Lettu Mahmud yang berda tak jauh dari
posisinya disaksikanya sudah berlumuran darah. Erangan menyebut nama besar sang
maha pencipta terdengar dari mulutnya. Jerit kesakitan terdengar dimana-mana.
Pesawat Cocor Merah Mengangkasa (Dokumen : jejaktapak.com) |
Lettu Rukiman, Letda Umar, Letda
Bastomi, Letda Achmad, dan Letda Bastomi yang sudah berusaha keluar dari
perlindungan untuk membalas tembakan dari Cocor Merah malah berakibat fatal,
berondongan peluru membuat mereka semua terkapar. Sulaman, Iman, Muhaimi, Soekarjo,
Achmad Badawi sudah tak menyahut ketika Ia memanggil nama mereka. Desingan
peluru jauh lebih keras dari suara teriakanya.
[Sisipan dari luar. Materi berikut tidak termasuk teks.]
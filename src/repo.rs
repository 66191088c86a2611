use std::collections::HashMap;

use async_trait::async_trait;

use crate::models::*;

#[derive(thiserror::Error, Debug)]
pub enum RepoError {
    #[error("{0} not found")] NotFound(Entity),
    #[error("caller does not own this {0}")] Forbidden(Entity),
    #[error("conflict")] Conflict,
    #[error("database error: {0}")] Database(#[from] sqlx::Error),
}

pub type RepoResult<T> = Result<T, RepoError>;

#[async_trait]
pub trait UserRepo: Send + Sync {
    async fn add_user(&self, new: NewUser) -> RepoResult<User>;
}

#[async_trait]
pub trait ThreadRepo: Send + Sync {
    async fn add_thread(&self, new: NewThread) -> RepoResult<AddedThread>;
    /// `NotFound(Thread)` when no such thread.
    async fn verify_thread_exists(&self, id: &str) -> RepoResult<()>;
    async fn get_thread(&self, id: &str) -> RepoResult<Thread>;
}

#[async_trait]
pub trait CommentRepo: Send + Sync {
    async fn add_comment(&self, new: NewComment) -> RepoResult<AddedComment>;
    async fn verify_comment_exists(&self, id: &str) -> RepoResult<()>;
    /// `NotFound(Comment)` if absent, `Forbidden(Comment)` if `owner` differs.
    async fn verify_comment_owner(&self, id: &str, owner: &str) -> RepoResult<()>;
    /// Flags the row deleted; content stays in storage and replies are untouched.
    async fn soft_delete_comment(&self, id: &str) -> RepoResult<()>;
    /// Ascending by creation time, ties broken by id.
    async fn list_comments_by_thread(&self, thread_id: &str) -> RepoResult<Vec<Comment>>;
}

#[async_trait]
pub trait LikeRepo: Send + Sync {
    async fn is_comment_liked(&self, comment_id: &str, user_id: &str) -> RepoResult<bool>;
    /// `Conflict` when the (comment, user) pair already has a like.
    async fn add_comment_like(&self, comment_id: &str, user_id: &str) -> RepoResult<()>;
    async fn delete_comment_like(&self, comment_id: &str, user_id: &str) -> RepoResult<()>;
    /// Comments without likes are absent from the map.
    async fn like_counts_for(&self, comment_ids: &[Id]) -> RepoResult<HashMap<Id, u64>>;
}

#[async_trait]
pub trait ReplyRepo: Send + Sync {
    async fn add_reply(&self, new: NewReply) -> RepoResult<AddedReply>;
    async fn verify_reply_owner(&self, id: &str, owner: &str) -> RepoResult<()>;
    async fn soft_delete_reply(&self, id: &str) -> RepoResult<()>;
    /// Ascending by creation time, ties broken by id.
    async fn list_replies_by_comments(&self, comment_ids: &[Id]) -> RepoResult<Vec<Reply>>;
}

pub trait Repo: UserRepo + ThreadRepo + CommentRepo + LikeRepo + ReplyRepo {}

impl<T> Repo for T where T: UserRepo + ThreadRepo + CommentRepo + LikeRepo + ReplyRepo {}

#[cfg(feature = "inmem-store")]
pub mod inmem {
    use super::*;
    use chrono::{DateTime, Duration, Utc};
    use std::collections::HashSet;
    use std::sync::{Arc, PoisonError, RwLock, RwLockReadGuard, RwLockWriteGuard};

    #[derive(Default)]
    struct State {
        users: HashMap<Id, User>,
        threads: HashMap<Id, Thread>,
        comments: HashMap<Id, Comment>,
        replies: HashMap<Id, Reply>,
        likes: HashSet<(Id, Id)>, // (comment_id, user_id)
        next_id: u64,
        last_created: Option<DateTime<Utc>>,
    }

    impl State {
        fn next_id(&mut self, entity: Entity) -> Id {
            self.next_id += 1;
            format!("{}-{}", entity, self.next_id)
        }

        // Strictly increasing so rows created back-to-back still order by insertion.
        fn stamp(&mut self) -> DateTime<Utc> {
            let now = Utc::now();
            let at = match self.last_created {
                Some(last) if now <= last => last + Duration::microseconds(1),
                _ => now,
            };
            self.last_created = Some(at);
            at
        }

        // Mirrors the LEFT JOIN in the Postgres backend: unknown owners fall back to their id.
        fn username_of(&self, owner: &str) -> String {
            self.users.get(owner).map(|u| u.username.clone()).unwrap_or_else(|| owner.to_string())
        }
    }

    /// Process-local backend; state is lost on restart.
    #[derive(Clone, Default)]
    pub struct InMemRepo {
        state: Arc<RwLock<State>>,
    }

    impl InMemRepo {
        pub fn new() -> Self {
            Self::default()
        }

        fn read(&self) -> RwLockReadGuard<'_, State> {
            self.state.read().unwrap_or_else(PoisonError::into_inner)
        }

        fn write(&self) -> RwLockWriteGuard<'_, State> {
            self.state.write().unwrap_or_else(PoisonError::into_inner)
        }
    }

    #[async_trait]
    impl UserRepo for InMemRepo {
        async fn add_user(&self, new: NewUser) -> RepoResult<User> {
            let mut s = self.write();
            if s.users.values().any(|u| u.username == new.username) {
                return Err(RepoError::Conflict);
            }
            let id = s.next_id(Entity::User);
            let user = User { id: id.clone(), username: new.username, fullname: new.fullname };
            s.users.insert(id, user.clone());
            Ok(user)
        }
    }

    #[async_trait]
    impl ThreadRepo for InMemRepo {
        async fn add_thread(&self, new: NewThread) -> RepoResult<AddedThread> {
            let mut s = self.write();
            let id = s.next_id(Entity::Thread);
            let created_at = s.stamp();
            let thread = Thread {
                id: id.clone(),
                title: new.title,
                body: new.body,
                owner: new.owner,
                username: String::new(),
                created_at,
            };
            let added = AddedThread { id: id.clone(), title: thread.title.clone(), owner: thread.owner.clone() };
            s.threads.insert(id, thread);
            Ok(added)
        }
        async fn verify_thread_exists(&self, id: &str) -> RepoResult<()> {
            if self.read().threads.contains_key(id) { Ok(()) } else { Err(RepoError::NotFound(Entity::Thread)) }
        }
        async fn get_thread(&self, id: &str) -> RepoResult<Thread> {
            let s = self.read();
            let mut t = s.threads.get(id).cloned().ok_or(RepoError::NotFound(Entity::Thread))?;
            t.username = s.username_of(&t.owner);
            Ok(t)
        }
    }

    #[async_trait]
    impl CommentRepo for InMemRepo {
        async fn add_comment(&self, new: NewComment) -> RepoResult<AddedComment> {
            let mut s = self.write();
            // foreign key on comments.thread_id
            if !s.threads.contains_key(&new.thread_id) { return Err(RepoError::NotFound(Entity::Thread)); }
            let id = s.next_id(Entity::Comment);
            let created_at = s.stamp();
            let added = AddedComment { id: id.clone(), content: new.content.clone(), owner: new.owner.clone() };
            s.comments.insert(id.clone(), Comment {
                id,
                thread_id: new.thread_id,
                content: new.content,
                owner: new.owner,
                username: String::new(),
                created_at,
                is_deleted: false,
            });
            Ok(added)
        }
        async fn verify_comment_exists(&self, id: &str) -> RepoResult<()> {
            if self.read().comments.contains_key(id) { Ok(()) } else { Err(RepoError::NotFound(Entity::Comment)) }
        }
        async fn verify_comment_owner(&self, id: &str, owner: &str) -> RepoResult<()> {
            let s = self.read();
            let c = s.comments.get(id).ok_or(RepoError::NotFound(Entity::Comment))?;
            if c.owner != owner { return Err(RepoError::Forbidden(Entity::Comment)); }
            Ok(())
        }
        async fn soft_delete_comment(&self, id: &str) -> RepoResult<()> {
            let mut s = self.write();
            let c = s.comments.get_mut(id).ok_or(RepoError::NotFound(Entity::Comment))?;
            c.is_deleted = true;
            Ok(())
        }
        async fn list_comments_by_thread(&self, thread_id: &str) -> RepoResult<Vec<Comment>> {
            let s = self.read();
            let mut v: Vec<_> = s.comments.values()
                .filter(|c| c.thread_id == thread_id)
                .cloned()
                .map(|mut c| { c.username = s.username_of(&c.owner); c })
                .collect();
            v.sort_by(|a, b| a.created_at.cmp(&b.created_at).then_with(|| a.id.cmp(&b.id)));
            Ok(v)
        }
    }

    #[async_trait]
    impl LikeRepo for InMemRepo {
        async fn is_comment_liked(&self, comment_id: &str, user_id: &str) -> RepoResult<bool> {
            Ok(self.read().likes.contains(&(comment_id.to_string(), user_id.to_string())))
        }
        async fn add_comment_like(&self, comment_id: &str, user_id: &str) -> RepoResult<()> {
            let mut s = self.write();
            if !s.comments.contains_key(comment_id) { return Err(RepoError::NotFound(Entity::Comment)); }
            if !s.likes.insert((comment_id.to_string(), user_id.to_string())) {
                return Err(RepoError::Conflict);
            }
            Ok(())
        }
        async fn delete_comment_like(&self, comment_id: &str, user_id: &str) -> RepoResult<()> {
            self.write().likes.remove(&(comment_id.to_string(), user_id.to_string()));
            Ok(())
        }
        async fn like_counts_for(&self, comment_ids: &[Id]) -> RepoResult<HashMap<Id, u64>> {
            let wanted: HashSet<&str> = comment_ids.iter().map(String::as_str).collect();
            let mut counts = HashMap::new();
            for (comment_id, _) in self.read().likes.iter() {
                if wanted.contains(comment_id.as_str()) {
                    *counts.entry(comment_id.clone()).or_insert(0) += 1;
                }
            }
            Ok(counts)
        }
    }

    #[async_trait]
    impl ReplyRepo for InMemRepo {
        async fn add_reply(&self, new: NewReply) -> RepoResult<AddedReply> {
            let mut s = self.write();
            if !s.comments.contains_key(&new.comment_id) { return Err(RepoError::NotFound(Entity::Comment)); }
            let id = s.next_id(Entity::Reply);
            let created_at = s.stamp();
            let added = AddedReply { id: id.clone(), content: new.content.clone(), owner: new.owner.clone() };
            s.replies.insert(id.clone(), Reply {
                id,
                comment_id: new.comment_id,
                content: new.content,
                owner: new.owner,
                username: String::new(),
                created_at,
                is_deleted: false,
            });
            Ok(added)
        }
        async fn verify_reply_owner(&self, id: &str, owner: &str) -> RepoResult<()> {
            let s = self.read();
            let r = s.replies.get(id).ok_or(RepoError::NotFound(Entity::Reply))?;
            if r.owner != owner { return Err(RepoError::Forbidden(Entity::Reply)); }
            Ok(())
        }
        async fn soft_delete_reply(&self, id: &str) -> RepoResult<()> {
            let mut s = self.write();
            let r = s.replies.get_mut(id).ok_or(RepoError::NotFound(Entity::Reply))?;
            r.is_deleted = true;
            Ok(())
        }
        async fn list_replies_by_comments(&self, comment_ids: &[Id]) -> RepoResult<Vec<Reply>> {
            let wanted: HashSet<&str> = comment_ids.iter().map(String::as_str).collect();
            let s = self.read();
            let mut v: Vec<_> = s.replies.values()
                .filter(|r| wanted.contains(r.comment_id.as_str()))
                .cloned()
                .map(|mut r| { r.username = s.username_of(&r.owner); r })
                .collect();
            v.sort_by(|a, b| a.created_at.cmp(&b.created_at).then_with(|| a.id.cmp(&b.id)));
            Ok(v)
        }
    }
}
Pepedan membara. Sang Kapten matanya berkabut melihat
anak buahnya bergelimpangan. Ia makin tercekat ketika melihat Euis, sang
perawat dari Palang Merah Indonesia (PMI) juga telah bersimbah darah. Baju
perawat jelita yang berwarna putih sudah memerah.
Ia segera mengisi senapannya dan
menembak sekenanya ke arah Cocor Merah. “Belanda Jahanam!,” geramnya sembari
mengokang senapan.
Pelurunya ada yang berhasil mengenai
badan pesawat namun tak begitu berarti. Cocor merah kembali menyalak, seolah
ingin menghabisi seluruh pasukannya. Empat orang anak buahnya kembali menjadi
korban.
Berikutnya, Kapten Soeparjo, rekan
yang sangat dihormatinya berkalang tanah. Mata Soehabi makin berkabut. Air
matanya tumpah ketika Pak Sakun, warga desa yang mengantarkan kelapa muda untuk
mereka ikut menjadi korban. “Allahu Akbar,” pekikan itu yang terdengar terakhir
dari mulutnya.
Ilustrasi Perang Pepedan Pada Monumen Perjuangan Siliwangi (Dokumen Pribadi) |
Soehabi tak kuat melihat rentetan peristiwa
itu. Sambil menyebut Nama Allah dia keluar dari perlindunganya dan menembak
membabi buta ke ara Cocor Merah. Namun, aksi heroiknya hanya bertahan sekejap,
pelurunya habis dan disaat yang sama penembak dari pesawat cocor merah
mengokang senapan. Semburan mitraliur menerjang mengincar Sang Kapten.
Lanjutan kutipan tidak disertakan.